Komisioner Komnas HAM Anis Hidayah, mengatakan data Organisasi Ketenagakerjaan Internasional (ILO) mencatat setidaknya terdapat 10 sampai 12 juta PRT Indonesia yang bekerja di dalam maupun luar negeri.
Karena PRT juga merupakan tulang punggung ekonomi keluarga, maka mereka yang terdampak diperkirakan mencapai 40 juta.
Bila ditambahkan dengan keluarga pemberi kerja atau majikan, kata dia, maka jumlahnya berlipat menjadi 80 juta orang.
Hal tersebut disampaikannya saat konferensi pers bertajuk 'Merespons 20 Tahun RUU PPRT Berproses di DPR' di kantor Komnas Perempuan, Jakarta, Jumat (19/7/2024).
"Di mana kalau soal data sebenaenya data ini juga sulit secara pasti. Tapi perkiraan ILO itu kan di dalam negeri ada sekitar 5 sampai 6 juta PRT, di luar negeri juga ada sekitar 5 sampai 6 juta PRT. Kalau terus keluarganya kira-kira 40 juta, karena PRT ini kan tulang punggung ekonomi keluarga," kata Anis.
Baca juga: OPM Bakar Gedung SMP di Papua Pegunungan, TNI Buru Para Pelaku
"Artinya, kalau plus keluarga majikan 40 juta juga, 80 juta juga yang terdampak dari RUU ini. Cukup banyak, berapa persen dari penduduk kita. Mestinya itu menjadi pertimbangan yang serius," sambung dia.
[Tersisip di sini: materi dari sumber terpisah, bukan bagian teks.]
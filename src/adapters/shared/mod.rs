//! Shared helpers for feed adapters
//!
//! Retry policy, HTTP client construction and WebSocket connection
//! management used by every feed.

pub mod http;
pub mod retry;
pub mod websocket;

pub use http::{build_http_client, classify_http_error};
pub use retry::RetryPolicy;
pub use websocket::{connect_tls, TlsWebSocketStream};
Dampak yang dimaksud bagi PRT, kata dia, di antaranya adalah mereka tetap mengalami kerentanan.
Kerentanan yang dimaksud, di antaranya perdagangan orang, perbudakan modern, eksploitasi seksual dan lain sebagainya.
Selain itu, ia juga menilai terdapat potensi dampak bagi para pemberi kerja.
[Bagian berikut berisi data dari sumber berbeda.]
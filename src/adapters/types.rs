//! Shared adapter types
//!
//! Lifecycle state tracked by every feed and by each streaming connection.

use std::sync::Arc;

use tokio::sync::RwLock;

/// Lifecycle of a feed (or of one streaming connection)
///
/// Streaming: `Idle → FetchingUniverse → Connecting → Streaming →
/// (Reconnecting → Connecting)* → Stopped`. Polling feeds go
/// `Idle → Polling → Stopped`.
#[derive(Debug, Clone, Copy, PartialEq, Eq, Default)]
pub enum FeedState {
    #[default]
    Idle,
    FetchingUniverse,
    Connecting,
    Streaming,
    Reconnecting,
    Polling,
    Stopped,
}

impl std::fmt::Display for FeedState {
    fn fmt(&self, f: &mut std::fmt::Formatter<'_>) -> std::fmt::Result {
        let name = match self {
            FeedState::Idle => "idle",
            FeedState::FetchingUniverse => "fetching_universe",
            FeedState::Connecting => "connecting",
            FeedState::Streaming => "streaming",
            FeedState::Reconnecting => "reconnecting",
            FeedState::Polling => "polling",
            FeedState::Stopped => "stopped",
        };
        write!(f, "{}", name)
    }
}

/// State cell shared between a feed and its background tasks
pub type SharedFeedState = Arc<RwLock<FeedState>>;

pub fn new_feed_state() -> SharedFeedState {
    Arc::new(RwLock::new(FeedState::Idle))
}

/// Move `cell` to `next`, logging the transition at debug level
pub async fn transition(cell: &SharedFeedState, exchange: &'static str, next: FeedState) {
    let mut state = cell.write().await;
    let previous = *state;
    if previous != next {
        tracing::debug!(exchange, from = %previous, to = %next, "Feed state change");
        *state = next;
    }
}

#[cfg(test)]
mod tests {
    use super::*;

    #[test]
    fn test_feed_state_default() {
        assert_eq!(FeedState::default(), FeedState::Idle);
    }

    #[test]
    fn test_feed_state_display() {
        assert_eq!(FeedState::FetchingUniverse.to_string(), "fetching_universe");
        assert_eq!(FeedState::Reconnecting.to_string(), "reconnecting");
    }

    #[tokio::test]
    async fn test_transition_updates_cell() {
        let cell = new_feed_state();
        transition(&cell, "test", FeedState::Connecting).await;
        assert_eq!(*cell.read().await, FeedState::Connecting);
        transition(&cell, "test", FeedState::Stopped).await;
        assert_eq!(*cell.read().await, FeedState::Stopped);
    }
}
Ia mengatakan para pejabat negara maupun pekerja swasta selama ini dapat menjalankan pekerjaan-pekerjaannya karena dibantu oleh PRT.
"Artinya, sebenarnya ini adalah kepentingan nasional kita. Karena pasti akan mengalami gangguan kalau teman-teman PRT ini mogok karena tuntutan mereka terhadap perlindungan dan pengakuan hadirnya UU itu tidak segera diberikan oleh negara," kata dia.
Ketua Komnas Perlindungan Anak Indonesia (KPAI) Ai Maryati Solihah mewanti-wanti potensi berdampak pada naiknya angka kemiskinan ekstrem bila RUU tersebut tidak segera disahkan.